Collins admitted that she was apprehensive about taking on the role but "it was like the universe was sending me the message that there's a reason that you are able to talk about this right now".

Aside from cosmic messages, the other justification we're given for the film is that old chestnut "raising awareness" - but this doesn't fly either.

The story has been told many times: young, white, beautiful woman with supportive family and money for private treatment. It's in Glee, Skins, Gossip Girl. This isn't groundbreaking, this isn't new. Just like with 13 Reasons Why, it's tired and reductive. And incredibly alienating for those suffering from eating disorders who don't look like Collins.

The director defended the film against such criticism, saying it's "just one of the millions of ED stories that could be told in the US at this very moment". So why not tell any one of those stories? Why tell this one? Again? This is the story we expect to be told. This isn't the kind of "awareness raising" that is needed. We are very aware of all the models like Collins who can't eat.

What about awareness of the people suffering from eating disorders who are not skeletal, who are not white, not female, who do not find missing meals and doing sit-ups so easy, whose families aren't concerned, who can't afford treatment? A well-documented problem with eating disorders is the idea that "I can't be ill because I don't..." fit into whatever culture keeps telling us is anorexia. This is why wide-ranging and challenging storytelling is crucial.

Eating disorders are not pretty. Collins also wrote that her real-life illness caused her hair to fall out and her nails to become brittle. But this doesn't appear to be photogenic enough to feature.

The show's director Marti Noxon also suffered with an eating disorder in the past. I do not doubt the pain and reality of Collins's and Noxon's eating disorders; but I don't think it gives them carte blanche to produce whatever they want on the topic. A 13 Reasons Why writer had a history of suicidal ideation - it didn't make the show helpful or even acceptable.

Sophia, a young woman I know recovering from an ED, says in a vlog that she can't believe how wrong they got it. "There are moments that resonated, but for the most part it was just like, 'That's not how it works'. When you're malnourished, your hair falls out in clumps, and the hair that is left is brittle and thin. Why does she have a full head of really nice hair? Your teeth turn yellow or even rot and fall out. Your skin is dull and spotty. Your lips are tinged purple because you're so f***ing cold. And the clothes? No one has the body heat to dress that way. In the middle of ­summer I was wearing a coat and thermals."

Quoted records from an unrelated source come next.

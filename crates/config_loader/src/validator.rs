//! 配置校验模块
//!
//! 蓝图校验规则：
//! - schema 非空，字段路径非空且唯一
//! - matching.sender_path / subject_path 存在于 schema
//! - mail.to_address 非空
//! - 并发 >= 1，超时 / 轮询间隔 / 批大小 > 0
//! - 类型特定参数齐全 (pickup_dir 需要 dir，replay_file 需要 path)
//!
//! 用例集校验规则：
//! - id 非空且唯一
//! - expected 中的路径存在于 schema

use std::collections::HashSet;

use contracts::{ContractError, RunBlueprint, SenderKind, StreamKind, TestSuite};

/// 校验 RunBlueprint
///
/// 返回第一个遇到的错误，或 Ok(())。
pub fn validate_blueprint(blueprint: &RunBlueprint) -> Result<(), ContractError> {
    validate_schema(blueprint)?;
    validate_matching(blueprint)?;
    validate_mail(blueprint)?;
    validate_sender(blueprint)?;
    validate_stream(blueprint)?;
    Ok(())
}

/// 校验 TestSuite (依赖蓝图中的 schema)
pub fn validate_suite(suite: &TestSuite, blueprint: &RunBlueprint) -> Result<(), ContractError> {
    let mut seen = HashSet::new();
    for (idx, row) in suite.rows.iter().enumerate() {
        if row.id.trim().is_empty() {
            return Err(ContractError::config_validation(
                format!("rows[{}].id", idx),
                "row id cannot be empty",
            ));
        }
        if !seen.insert(row.id.as_str()) {
            return Err(ContractError::config_validation(
                format!("rows[id={}]", row.id),
                "duplicate row id",
            ));
        }
        for field in &row.expected {
            if !blueprint.has_field(&field.path) {
                return Err(ContractError::config_validation(
                    format!("rows[{}].expected[{}]", row.id, field.path),
                    format!("field '{}' is not in the schema", field.path),
                ));
            }
        }
    }
    Ok(())
}

/// 校验 schema 字段
fn validate_schema(blueprint: &RunBlueprint) -> Result<(), ContractError> {
    if blueprint.schema.fields.is_empty() {
        return Err(ContractError::config_validation(
            "schema.fields",
            "schema must declare at least one field",
        ));
    }

    let mut seen = HashSet::new();
    for (idx, field) in blueprint.schema.fields.iter().enumerate() {
        if field.path.trim().is_empty() {
            return Err(ContractError::config_validation(
                format!("schema.fields[{}].path", idx),
                "field path cannot be empty",
            ));
        }
        if !seen.insert(field.path.as_str()) {
            return Err(ContractError::config_validation(
                format!("schema.fields[path={}]", field.path),
                "duplicate field path",
            ));
        }
    }
    Ok(())
}

/// 校验关联字段
fn validate_matching(blueprint: &RunBlueprint) -> Result<(), ContractError> {
    let matching = &blueprint.matching;
    for (key, path) in [
        ("matching.sender_path", &matching.sender_path),
        ("matching.subject_path", &matching.subject_path),
    ] {
        if !blueprint.has_field(path) {
            return Err(ContractError::config_validation(
                key,
                format!("'{}' is not in the schema", path),
            ));
        }
    }
    Ok(())
}

fn validate_mail(blueprint: &RunBlueprint) -> Result<(), ContractError> {
    if blueprint.mail.to_address.trim().is_empty() {
        return Err(ContractError::config_validation(
            "mail.to_address",
            "recipient address cannot be empty",
        ));
    }
    Ok(())
}

/// 校验发送端配置
fn validate_sender(blueprint: &RunBlueprint) -> Result<(), ContractError> {
    let sender = &blueprint.sender;
    if sender.concurrency == 0 {
        return Err(ContractError::config_validation(
            "sender.concurrency",
            "concurrency must be >= 1",
        ));
    }
    if sender.send_timeout_secs == 0 {
        return Err(ContractError::config_validation(
            "sender.send_timeout_secs",
            "send_timeout_secs must be > 0",
        ));
    }
    if sender.kind == SenderKind::PickupDir && !has_param(&sender.params, "dir") {
        return Err(ContractError::config_validation(
            "sender.params.dir",
            "pickup_dir sender requires a 'dir' parameter",
        ));
    }
    Ok(())
}

/// 校验事件流配置
fn validate_stream(blueprint: &RunBlueprint) -> Result<(), ContractError> {
    let stream = &blueprint.stream;
    if stream.timeout_secs == 0 {
        return Err(ContractError::config_validation(
            "stream.timeout_secs",
            "timeout_secs must be > 0",
        ));
    }
    if stream.poll_interval_ms == 0 {
        return Err(ContractError::config_validation(
            "stream.poll_interval_ms",
            "poll_interval_ms must be > 0",
        ));
    }
    if stream.batch_size == 0 {
        return Err(ContractError::config_validation(
            "stream.batch_size",
            "batch_size must be > 0",
        ));
    }
    if stream.kind == StreamKind::ReplayFile && !has_param(&stream.params, "path") {
        return Err(ContractError::config_validation(
            "stream.params.path",
            "replay_file stream requires a 'path' parameter",
        ));
    }
    Ok(())
}

fn has_param(params: &std::collections::HashMap<String, String>, key: &str) -> bool {
    params.get(key).is_some_and(|value| !value.trim().is_empty())
}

Sophia is clear the show glamorises anorexia and could be a trigger for those who have, or have previously had, eating disorders. She finishes her vlog with a warning: "If you haven't watched it, don't put yourself through that."

When the film was initially announced, it provided fodder for pro-ana message boards. One girl wrote: "I'll probably watch it by myself once it's out on DVD just to trigger me tbh." She wasn't the only one. But she won't even have to buy the DVD - from July 14, her and thousands of others will be able to access it on Netflix.

Noxon wrote that her goal "was not to glamorise EDs but to serve as a conversation starter about an issue".

This was the same defence of 13 Reasons Why and every other irresponsible bit of 'art' out there and I'm sick of it. I'm sick of imploring people to 'talk', as if that's enough.

Awareness raising is not an end in itself. Starting conversations on the basis of fuzzy and unrealistic information is careless and exploitative. Don't open the Pandora's box and then run away.

The industry needs to stop wrapping up these cynical offerings in psuedo philanthropy. If you're going to make this stuff, don't pretend it's some noble project for the benefit of sick people. Don't pretend that you don't have a responsibility to the vulnerable people watching. Don't fall back on your own history of mental illness as if that makes you an expert in producing responsible and realistic content. Until it figures this out, Netflix should stick to prison lesbianism and Gilmore Girls reboots.